- Extracted material:

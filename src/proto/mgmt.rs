///
/// Wire format for the out-of-band management protocol: ASCII lines
/// terminated by LF (an immediately preceding CR is ignored), each of the
/// form `COMMAND [ARG]` where ARG, when present, is the remainder of the
/// line rather than a single whitespace-delimited token.
///
use crate::state::users::parse_user;

#[derive(Debug, Clone, PartialEq, Eq)]
pub enum Command {
    Auth(String),
    Metrics,
    AddUser(String),
    DelUser(String),
    ListUsers,
    ShowLogs,
    SetBuffer(String),
    Quit,
    Unknown,
}

impl Command {
    /// Parses one already-delimited line (CR/LF already stripped by the
    /// caller's line accumulator). Unknown commands, and known commands
    /// missing a required argument, both map to `Unknown`.
    pub fn parse(line: &str) -> Command {
        let line = line.trim_end_matches(['\r', '\n']);
        let (cmd, rest) = match line.split_once(char::is_whitespace) {
            Some((cmd, rest)) => (cmd, rest.trim_start()),
            None => (line, ""),
        };

        match cmd.to_ascii_uppercase().as_str() {
            "AUTH" if !rest.is_empty() => Command::Auth(rest.to_owned()),
            "METRICS" => Command::Metrics,
            "ADD_USER" if !rest.is_empty() => Command::AddUser(rest.to_owned()),
            "DEL_USER" if !rest.is_empty() => Command::DelUser(rest.to_owned()),
            "LIST_USERS" => Command::ListUsers,
            "SHOW_LOGS" => Command::ShowLogs,
            "SET_BUFFER" if !rest.is_empty() => Command::SetBuffer(rest.to_owned()),
            "QUIT" => Command::Quit,
            _ => Command::Unknown,
        }
    }
}

/// `user:pass` → `(user, pass)`, used by both `AUTH` and `ADD_USER`.
pub fn parse_credentials(arg: &str) -> Option<(String, String)> {
    parse_user(arg)
}

#[cfg(test)]
mod tests {
    use super::*;
    use pretty_assertions::assert_eq;

    #[test]
    fn parses_known_commands() {
        assert_eq!(Command::Auth("admin:1234".to_owned()), Command::parse("AUTH admin:1234"));
        assert_eq!(Command::Metrics, Command::parse("METRICS"));
        assert_eq!(Command::AddUser("bob:pw".to_owned()), Command::parse("ADD_USER bob:pw"));
        assert_eq!(Command::DelUser("bob".to_owned()), Command::parse("DEL_USER bob"));
        assert_eq!(Command::ListUsers, Command::parse("LIST_USERS"));
        assert_eq!(Command::ShowLogs, Command::parse("SHOW_LOGS"));
        assert_eq!(Command::SetBuffer("1024".to_owned()), Command::parse("SET_BUFFER 1024"));
        assert_eq!(Command::Quit, Command::parse("QUIT"));
    }

    #[test]
    fn command_matching_is_case_insensitive() {
        assert_eq!(Command::Metrics, Command::parse("metrics"));
        assert_eq!(Command::Auth("admin:1234".to_owned()), Command::parse("auth admin:1234"));
    }

    #[test]
    fn strips_trailing_cr_lf() {
        assert_eq!(Command::Metrics, Command::parse("METRICS\r\n"));
        assert_eq!(Command::Metrics, Command::parse("METRICS\n"));
    }

    #[test]
    fn argument_is_remainder_of_line_not_first_token() {
        // ADD_USER's argument may itself contain a password with a space.
        assert_eq!(Command::AddUser("bob:pw with space".to_owned()), Command::parse("ADD_USER bob:pw with space"));
    }

    #[test]
    fn commands_missing_a_required_argument_are_unknown() {
        assert_eq!(Command::Unknown, Command::parse("AUTH"));
        assert_eq!(Command::Unknown, Command::parse("ADD_USER"));
        assert_eq!(Command::Unknown, Command::parse("DEL_USER"));
        assert_eq!(Command::Unknown, Command::parse("SET_BUFFER"));
    }

    #[test]
    fn unrecognized_command_is_unknown() {
        assert_eq!(Command::Unknown, Command::parse("FROBNICATE"));
        assert_eq!(Command::Unknown, Command::parse(""));
    }
}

- Exercise requirements: Once you have read the data, reproduce all of it exactly.

- Problem solution:
filename src/proto/mgmt.rs
///
/// Wire format for the out-of-band management protocol: ASCII lines
/// terminated by LF (an immediately preceding CR is ignored), each of the
/// form `COMMAND [ARG]` where ARG, when present, is the remainder of the
/// line rather than a single whitespace-delimited token.
///
use crate::state::users::parse_user;

#[derive(Debug, Clone, PartialEq, Eq)]
pub enum Command {
    Auth(String),
    Metrics,
    AddUser(String),
    DelUser(String),
    ListUsers,
    ShowLogs,
    SetBuffer(String),
    Quit,
    Unknown,
}

impl Command {
    /// Parses one already-delimited line (CR/LF already stripped by the
    /// caller's line accumulator). Unknown commands, and known commands
    /// missing a required argument, both map to `Unknown`.
    pub fn parse(line: &str) -> Command {
        let line = line.trim_end_matches(['\r', '\n']);
        let (cmd, rest) = match line.split_once(char::is_whitespace) {
            Some((cmd, rest)) => (cmd, rest.trim_start()),
            None => (line, ""),
        };

        match cmd.to_ascii_uppercase().as_str() {
            "AUTH" if !rest.is_empty() => Command::Auth(rest.to_owned()),
            "METRICS" => Command::Metrics,
            "ADD_USER" if !rest.is_empty() => Command::AddUser(rest.to_owned()),
            "DEL_USER" if !rest.is_empty() => Command::DelUser(rest.to_owned()),
            "LIST_USERS" => Command::ListUsers,
            "SHOW_LOGS" => Command::ShowLogs,
            "SET_BUFFER" if !rest.is_empty() => Command::SetBuffer(rest.to_owned()),
            "QUIT" => Command::Quit,
            _ => Command::Unknown,
        }
    }
}

/// `user:pass` → `(user, pass)`, used by both `AUTH` and `ADD_USER`.
pub fn parse_credentials(arg: &str) -> Option<(String, String)> {
    parse_user(arg)
}

#[cfg(test)]
mod tests {
    use super::*;
    use pretty_assertions::assert_eq;

    #[test]
    fn parses_known_commands() {
        assert_eq!(Command::Auth("admin:1234".to_owned()), Command::parse("AUTH admin:1234"));
        assert_eq!(Command::Metrics, Command::parse("METRICS"));
        assert_eq!(Command::AddUser("bob:pw".to_owned()), Command::parse("ADD_USER bob:pw"));
        assert_eq!(Command::DelUser("bob".to_owned()), Command::parse("DEL_USER bob"));
        assert_eq!(Command::ListUsers, Command::parse("LIST_USERS"));
        assert_eq!(Command::ShowLogs, Command::parse("SHOW_LOGS"));
        assert_eq!(Command::SetBuffer("1024".to_owned()), Command::parse("SET_BUFFER 1024"));
        assert_eq!(Command::Quit, Command::parse("QUIT"));
    }

    #[test]
    fn command_matching_is_case_insensitive() {
        assert_eq!(Command::Metrics, Command::parse("metrics"));
        assert_eq!(Command::Auth("admin:1234".to_owned()), Command::parse("auth admin:1234"));
    }

    #[test]
    fn strips_trailing_cr_lf() {
        assert_eq!(Command::Metrics, Command::parse("METRICS\r\n"));
        assert_eq!(Command::Metrics, Command::parse("METRICS\n"));
    }

    #[test]
    fn argument_is_remainder_of_line_not_first_token() {
        // ADD_USER's argument may itself contain a password with a space.
        assert_eq!(Command::AddUser("bob:pw with space".to_owned()), Command::parse("ADD_USER bob:pw with space"));
    }

    #[test]
    fn commands_missing_a_required_argument_are_unknown() {
        assert_eq!(Command::Unknown, Command::parse("AUTH"));
        assert_eq!(Command::Unknown, Command::parse("ADD_USER"));
        assert_eq!(Command::Unknown, Command::parse("DEL_USER"));
        assert_eq!(Command::Unknown, Command::parse("SET_BUFFER"));
    }

    #[test]
    fn unrecognized_command_is_unknown() {
        assert_eq!(Command::Unknown, Command::parse("FROBNICATE"));
        assert_eq!(Command::Unknown, Command::parse(""));
    }
}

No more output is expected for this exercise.